#### The problem:
For the material that follows, list every line containing the word "self".

#### Extracted records:
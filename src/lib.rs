pub mod core;
pub mod facts;
pub mod scraping;
pub mod tools;

// --- Primary core exports ---
pub use self::core::types;
pub use self::core::types::*;
pub use self::core::AppState;
pub use self::core::{ScoutError, ScoutResult};

pub use facts::FactPipeline;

#### Result:
pub use self::core::types;
pub use self::core::types::*;
pub use self::core::AppState;
pub use self::core::{ScoutError, ScoutResult};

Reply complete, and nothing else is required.